Dataset entries:
----
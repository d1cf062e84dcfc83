use serde::{Deserialize, Serialize};
use std::fmt::{Display, Formatter, Result as FmtResult};
use std::path::PathBuf;
use std::str::FromStr;

/// PII family a detection pattern belongs to.
#[derive(Debug, Clone, Copy, Serialize, Deserialize, PartialEq, Eq, Hash)]
#[serde(rename_all = "lowercase")]
pub enum PatternCategory {
    Document,
    Personal,
    Contact,
    Financial,
    Custom,
}

impl Display for PatternCategory {
    fn fmt(&self, f: &mut Formatter<'_>) -> FmtResult {
        match self {
            PatternCategory::Document => write!(f, "document"),
            PatternCategory::Personal => write!(f, "personal"),
            PatternCategory::Contact => write!(f, "contact"),
            PatternCategory::Financial => write!(f, "financial"),
            PatternCategory::Custom => write!(f, "custom"),
        }
    }
}

impl FromStr for PatternCategory {
    type Err = anyhow::Error;

    fn from_str(s: &str) -> Result<Self, Self::Err> {
        match s.to_lowercase().as_str() {
            "document" => Ok(PatternCategory::Document),
            "personal" => Ok(PatternCategory::Personal),
            "contact" => Ok(PatternCategory::Contact),
            "financial" => Ok(PatternCategory::Financial),
            "custom" => Ok(PatternCategory::Custom),
            _ => Err(anyhow::anyhow!("Invalid pattern category: {}", s)),
        }
    }
}

/// Sensitivity of a detection. Ordering follows severity: `Low < Critical`.
#[derive(Debug, Clone, Copy, Serialize, Deserialize, PartialEq, Eq, PartialOrd, Ord, Hash)]
#[serde(rename_all = "lowercase")]
pub enum RiskLevel {
    Low,
    Medium,
    High,
    Critical,
}

impl RiskLevel {
    /// One level up, saturating at `Critical`.
    pub fn escalate(self) -> Self {
        match self {
            RiskLevel::Low => RiskLevel::Medium,
            RiskLevel::Medium => RiskLevel::High,
            RiskLevel::High | RiskLevel::Critical => RiskLevel::Critical,
        }
    }
}

impl Display for RiskLevel {
    fn fmt(&self, f: &mut Formatter<'_>) -> FmtResult {
        match self {
            RiskLevel::Low => write!(f, "low"),
            RiskLevel::Medium => write!(f, "medium"),
            RiskLevel::High => write!(f, "high"),
            RiskLevel::Critical => write!(f, "critical"),
        }
    }
}

impl FromStr for RiskLevel {
    type Err = anyhow::Error;

    fn from_str(s: &str) -> Result<Self, Self::Err> {
        match s.to_lowercase().as_str() {
            "low" => Ok(RiskLevel::Low),
            "medium" => Ok(RiskLevel::Medium),
            "high" => Ok(RiskLevel::High),
            "critical" => Ok(RiskLevel::Critical),
            _ => Err(anyhow::anyhow!("Invalid risk level: {}", s)),
        }
    }
}

/// One PII occurrence found in one extracted file.
#[derive(Debug, Clone, PartialEq, Eq, Serialize, Deserialize)]
pub struct Detection {
    pub pattern_name: String,
    pub category: PatternCategory,
    pub matched_value: String,
    /// Archive-relative path of the file the match came from
    pub source_file: PathBuf,
    /// Byte offset of the match in the decoded text
    pub offset: usize,
    pub validated: bool,
    pub risk_level: RiskLevel,
    /// Set when a co-located detection raised the risk level
    pub corroborated: bool,
}

/// Best-effort semantic re-scoring returned by an external classifier.
#[derive(Debug, Clone, PartialEq, Serialize, Deserialize)]
pub struct EnrichmentResult {
    pub confidence: f64,
    #[serde(default)]
    pub recommendations: Vec<String>,
}

/// Everything the Detecting stage produced for one job.
#[derive(Debug, Clone, Default, PartialEq, Serialize, Deserialize)]
pub struct DetectionReport {
    pub detections: Vec<Detection>,
    /// Files skipped because their content is not text
    pub skipped_binary: Vec<PathBuf>,
    pub files_scanned: usize,
    #[serde(default, skip_serializing_if = "Option::is_none")]
    pub enrichment: Option<EnrichmentResult>,
}

impl DetectionReport {
    pub fn highest_risk(&self) -> Option<RiskLevel> {
        self.detections.iter().map(|d| d.risk_level).max()
    }

    pub fn count_at_least(&self, level: RiskLevel) -> usize {
        self.detections
            .iter()
            .filter(|d| d.risk_level >= level)
            .count()
    }
}

#[cfg(test)]
mod tests {
    use super::*;

    #[test]
    fn escalation_saturates_at_critical() {
        assert_eq!(RiskLevel::Low.escalate(), RiskLevel::Medium);
        assert_eq!(RiskLevel::Medium.escalate(), RiskLevel::High);
        assert_eq!(RiskLevel::High.escalate(), RiskLevel::Critical);
        assert_eq!(RiskLevel::Critical.escalate(), RiskLevel::Critical);
    }

    #[test]
    fn risk_levels_order_by_severity() {
        assert!(RiskLevel::Low < RiskLevel::Medium);
        assert!(RiskLevel::High < RiskLevel::Critical);
        assert_eq!("HIGH".parse::<RiskLevel>().unwrap(), RiskLevel::High);
    }

    #[test]
    fn category_parsing_is_case_insensitive() {
        assert_eq!(
            "Document".parse::<PatternCategory>().unwrap(),
            PatternCategory::Document
        );
        assert!("biometric".parse::<PatternCategory>().is_err());
    }

    #[test]
    fn report_summaries() {
        let detection = |risk| Detection {
            pattern_name: "CPF".to_string(),
            category: PatternCategory::Document,
            matched_value: "123.456.789-09".to_string(),
            source_file: PathBuf::from("a.txt"),
            offset: 0,
            validated: true,
            risk_level: risk,
            corroborated: false,
        };
        let report = DetectionReport {
            detections: vec![detection(RiskLevel::Medium), detection(RiskLevel::Critical)],
            ..Default::default()
        };
        assert_eq!(report.highest_risk(), Some(RiskLevel::Critical));
        assert_eq!(report.count_at_least(RiskLevel::High), 1);
        assert_eq!(DetectionReport::default().highest_risk(), None);
    }
}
----
Exercise prompt:
Set down the preceding data verbatim. Every line belongs in the copy.

Task response:
repository d1cf062e84dcfc83
use serde::{Deserialize, Serialize};
use std::fmt::{Display, Formatter, Result as FmtResult};
use std::path::PathBuf;
use std::str::FromStr;

/// PII family a detection pattern belongs to.
#[derive(Debug, Clone, Copy, Serialize, Deserialize, PartialEq, Eq, Hash)]
#[serde(rename_all = "lowercase")]
pub enum PatternCategory {
    Document,
    Personal,
    Contact,
    Financial,
    Custom,
}

impl Display for PatternCategory {
    fn fmt(&self, f: &mut Formatter<'_>) -> FmtResult {
        match self {
            PatternCategory::Document => write!(f, "document"),
            PatternCategory::Personal => write!(f, "personal"),
            PatternCategory::Contact => write!(f, "contact"),
            PatternCategory::Financial => write!(f, "financial"),
            PatternCategory::Custom => write!(f, "custom"),
        }
    }
}

impl FromStr for PatternCategory {
    type Err = anyhow::Error;

    fn from_str(s: &str) -> Result<Self, Self::Err> {
        match s.to_lowercase().as_str() {
            "document" => Ok(PatternCategory::Document),
            "personal" => Ok(PatternCategory::Personal),
            "contact" => Ok(PatternCategory::Contact),
            "financial" => Ok(PatternCategory::Financial),
            "custom" => Ok(PatternCategory::Custom),
            _ => Err(anyhow::anyhow!("Invalid pattern category: {}", s)),
        }
    }
}

/// Sensitivity of a detection. Ordering follows severity: `Low < Critical`.
#[derive(Debug, Clone, Copy, Serialize, Deserialize, PartialEq, Eq, PartialOrd, Ord, Hash)]
#[serde(rename_all = "lowercase")]
pub enum RiskLevel {
    Low,
    Medium,
    High,
    Critical,
}

impl RiskLevel {
    /// One level up, saturating at `Critical`.
    pub fn escalate(self) -> Self {
        match self {
            RiskLevel::Low => RiskLevel::Medium,
            RiskLevel::Medium => RiskLevel::High,
            RiskLevel::High | RiskLevel::Critical => RiskLevel::Critical,
        }
    }
}

impl Display for RiskLevel {
    fn fmt(&self, f: &mut Formatter<'_>) -> FmtResult {
        match self {
            RiskLevel::Low => write!(f, "low"),
            RiskLevel::Medium => write!(f, "medium"),
            RiskLevel::High => write!(f, "high"),
            RiskLevel::Critical => write!(f, "critical"),
        }
    }
}

impl FromStr for RiskLevel {
    type Err = anyhow::Error;

    fn from_str(s: &str) -> Result<Self, Self::Err> {
        match s.to_lowercase().as_str() {
            "low" => Ok(RiskLevel::Low),
            "medium" => Ok(RiskLevel::Medium),
            "high" => Ok(RiskLevel::High),
            "critical" => Ok(RiskLevel::Critical),
            _ => Err(anyhow::anyhow!("Invalid risk level: {}", s)),
        }
    }
}

/// One PII occurrence found in one extracted file.
#[derive(Debug, Clone, PartialEq, Eq, Serialize, Deserialize)]
pub struct Detection {
    pub pattern_name: String,
    pub category: PatternCategory,
    pub matched_value: String,
    /// Archive-relative path of the file the match came from
    pub source_file: PathBuf,
    /// Byte offset of the match in the decoded text
    pub offset: usize,
    pub validated: bool,
    pub risk_level: RiskLevel,
    /// Set when a co-located detection raised the risk level
    pub corroborated: bool,
}

/// Best-effort semantic re-scoring returned by an external classifier.
#[derive(Debug, Clone, PartialEq, Serialize, Deserialize)]
pub struct EnrichmentResult {
    pub confidence: f64,
    #[serde(default)]
    pub recommendations: Vec<String>,
}

/// Everything the Detecting stage produced for one job.
#[derive(Debug, Clone, Default, PartialEq, Serialize, Deserialize)]
pub struct DetectionReport {
    pub detections: Vec<Detection>,
    /// Files skipped because their content is not text
    pub skipped_binary: Vec<PathBuf>,
    pub files_scanned: usize,
    #[serde(default, skip_serializing_if = "Option::is_none")]
    pub enrichment: Option<EnrichmentResult>,
}

impl DetectionReport {
    pub fn highest_risk(&self) -> Option<RiskLevel> {
        self.detections.iter().map(|d| d.risk_level).max()
    }

    pub fn count_at_least(&self, level: RiskLevel) -> usize {
        self.detections
            .iter()
            .filter(|d| d.risk_level >= level)
            .count()
    }
}

#[cfg(test)]
mod tests {
    use super::*;

    #[test]
    fn escalation_saturates_at_critical() {
        assert_eq!(RiskLevel::Low.escalate(), RiskLevel::Medium);
        assert_eq!(RiskLevel::Medium.escalate(), RiskLevel::High);
        assert_eq!(RiskLevel::High.escalate(), RiskLevel::Critical);
        assert_eq!(RiskLevel::Critical.escalate(), RiskLevel::Critical);
    }

    #[test]
    fn risk_levels_order_by_severity() {
        assert!(RiskLevel::Low < RiskLevel::Medium);
        assert!(RiskLevel::High < RiskLevel::Critical);
        assert_eq!("HIGH".parse::<RiskLevel>().unwrap(), RiskLevel::High);
    }

    #[test]
    fn category_parsing_is_case_insensitive() {
        assert_eq!(
            "Document".parse::<PatternCategory>().unwrap(),
            PatternCategory::Document
        );
        assert!("biometric".parse::<PatternCategory>().is_err());
    }

    #[test]
    fn report_summaries() {
        let detection = |risk| Detection {
            pattern_name: "CPF".to_string(),
            category: PatternCategory::Document,
            matched_value: "123.456.789-09".to_string(),
            source_file: PathBuf::from("a.txt"),
            offset: 0,
            validated: true,
            risk_level: risk,
            corroborated: false,
        };
        let report = DetectionReport {
            detections: vec![detection(RiskLevel::Medium), detection(RiskLevel::Critical)],
            ..Default::default()
        };
        assert_eq!(report.highest_risk(), Some(RiskLevel::Critical));
        assert_eq!(report.count_at_least(RiskLevel::High), 1);
        assert_eq!(DetectionReport::default().highest_risk(), None);
    }
}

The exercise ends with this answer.